Segment Start: MATERIAL SHOWN

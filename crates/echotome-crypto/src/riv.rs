// SPDX-FileCopyrightText: © 2026 Echotome Contributors
//
// SPDX-License-Identifier: MPL-2.0

//! [C5] Ritual Imprint Vector: a 256-bit fold of audio features and the
//! TemporalHash, used for cross-verification between the ROC and the
//! steganographic payload.

use echotome_audio::AudioFeatures;
use sha2::{Digest, Sha256};

const RIV_DOMAIN: &[u8] = b"echotome-riv-v1";
/// Length, in bytes, of the coarse spectral signature.
const SPECTRAL_SIGNATURE_LEN: usize = 32;
/// Length, in bytes, of the coarse rhythm signature.
const RHYTHM_SIGNATURE_LEN: usize = 16;

fn scale_to_u8(value: f64) -> u8 {
    (value.clamp(0.0, 1.0) * 255.0) as u8
}

/// Reduces the spectral map to a fixed 32-byte signature: each of 32
/// equal-width spectral-bin bands is averaged across all frames, then
/// scaled to `u8` (the fixed, documented recipe).
#[must_use]
pub fn coarse_spectral_signature(spectral_map: &[Vec<f32>]) -> [u8; SPECTRAL_SIGNATURE_LEN] {
    let mut out = [0u8; SPECTRAL_SIGNATURE_LEN];
    let n_bins = spectral_map.first().map_or(0, Vec::len);
    if n_bins == 0 {
        return out;
    }

    let band_width = n_bins.div_ceil(SPECTRAL_SIGNATURE_LEN).max(1);
    for (band, slot) in out.iter_mut().enumerate() {
        let lo = band * band_width;
        let hi = (lo + band_width).min(n_bins);
        if lo >= hi {
            continue;
        }
        let mut acc = 0.0f64;
        let mut count = 0u64;
        for frame in spectral_map {
            for mag in &frame[lo..hi.min(frame.len())] {
                acc += f64::from(*mag);
                count += 1;
            }
        }
        let avg = if count == 0 { 0.0 } else { acc / count as f64 };
        *slot = scale_to_u8(avg);
    }
    out
}

/// Reduces the flux envelope to a fixed 16-byte signature: 16 equal-width
/// time bands, each averaged then scaled to `u8`.
#[must_use]
pub fn coarse_rhythm_signature(flux_series: &[f32]) -> [u8; RHYTHM_SIGNATURE_LEN] {
    let mut out = [0u8; RHYTHM_SIGNATURE_LEN];
    let n = flux_series.len();
    if n == 0 {
        return out;
    }
    let band_width = n.div_ceil(RHYTHM_SIGNATURE_LEN).max(1);
    for (band, slot) in out.iter_mut().enumerate() {
        let lo = band * band_width;
        let hi = (lo + band_width).min(n);
        if lo >= hi {
            continue;
        }
        let avg: f64 = flux_series[lo..hi].iter().map(|&v| f64::from(v)).sum::<f64>()
            / (hi - lo) as f64;
        *slot = scale_to_u8(avg);
    }
    out
}

/// Computes the Ritual Imprint Vector:
/// `SHA256(domain || feature_hash || temporal_hash || spectral_sig || rhythm_sig)`.
#[must_use]
pub fn compute_riv(features: &AudioFeatures, temporal_hash: &[u8; 32]) -> [u8; 32] {
    let spectral_sig = coarse_spectral_signature(&features.spectral_map);
    let rhythm_sig = coarse_rhythm_signature(&features.spectral_flux_series);

    let mut hasher = Sha256::new();
    hasher.update(RIV_DOMAIN);
    hasher.update(features.feature_hash);
    hasher.update(temporal_hash);
    hasher.update(spectral_sig);
    hasher.update(rhythm_sig);
    hasher.finalize().into()
}

#[cfg(test)]
#[allow(clippy::unwrap_used, clippy::expect_used)]
mod tests {
    use super::*;
    use echotome_audio::compute_audio_features;

    fn sine_burst(n: usize, sample_rate: u32, freq: f32) -> Vec<f32> {
        (0..n)
            .map(|i| (2.0 * std::f32::consts::PI * freq * i as f32 / sample_rate as f32).sin())
            .collect()
    }

    #[test]
    fn riv_is_deterministic() {
        let samples = sine_burst(16_000, 16_000, 440.0);
        let features = compute_audio_features(&samples, 16_000, 512, 256).expect("computes");
        let temporal_hash = [9u8; 32];
        let a = compute_riv(&features, &temporal_hash);
        let b = compute_riv(&features, &temporal_hash);
        assert_eq!(a, b);
    }

    #[test]
    fn riv_differs_for_different_temporal_hash() {
        let samples = sine_burst(16_000, 16_000, 440.0);
        let features = compute_audio_features(&samples, 16_000, 512, 256).expect("computes");
        let a = compute_riv(&features, &[1u8; 32]);
        let b = compute_riv(&features, &[2u8; 32]);
        assert_ne!(a, b);
    }

    #[test]
    fn signatures_have_fixed_length() {
        let samples = sine_burst(16_000, 16_000, 440.0);
        let features = compute_audio_features(&samples, 16_000, 512, 256).expect("computes");
        assert_eq!(coarse_spectral_signature(&features.spectral_map).len(), 32);
        assert_eq!(coarse_rhythm_signature(&features.spectral_flux_series).len(), 16);
    }
}
// SPDX-FileCopyrightText: © 2026 Echotome Contributors
//
// SPDX-License-Identifier: MPL-2.0

//! The session lifecycle: `Locked → Unlocking → Active → Expiring → Wiped`.

use echotome_core::ids::SessionId;
use echotome_core::profile::PrivacyProfile;
use std::path::PathBuf;
use std::time::Instant;
use zeroize::Zeroizing;

/// Where a session sits in its lifecycle.
#[derive(Debug, Clone, Copy, PartialEq, Eq)]
pub enum SessionState {
    /// A ritual attempt is in flight; the derived master key is held in a
    /// pending slot, not yet exposed to callers.
    Unlocking,
    /// Fully unlocked; the session directory holds decrypted files.
    Active,
    /// Past its TTL, explicitly locked, or background-signaled; about to
    /// be wiped.
    Expiring,
    /// Secure deletion has completed; the record is retained only long
    /// enough for callers polling `get_session` to observe the terminal
    /// state before it is pruned.
    Wiped,
}

/// One session's full record. `master_key` is `None` once the session has
/// moved past `Active` into `Expiring`/`Wiped`.
pub struct SessionRecord {
    pub id: SessionId,
    pub profile: PrivacyProfile,
    pub state: SessionState,
    pub master_key: Option<Zeroizing<[u8; 32]>>,
    pub dir: PathBuf,
    pub created_at: Instant,
    pub last_activity: Instant,
    pub expires_at: Instant,
}

impl SessionRecord {
    #[must_use]
    pub fn is_expired(&self, now: Instant) -> bool {
        now >= self.expires_at
    }

    pub(crate) fn wipe_key(&mut self) {
        self.master_key = None;
    }
}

Segment End: MATERIAL SHOWN

Show the lines in the entries above that include the string "SessionId".

WRITTEN RESPONSE:
use echotome_core::ids::SessionId;
    pub id: SessionId,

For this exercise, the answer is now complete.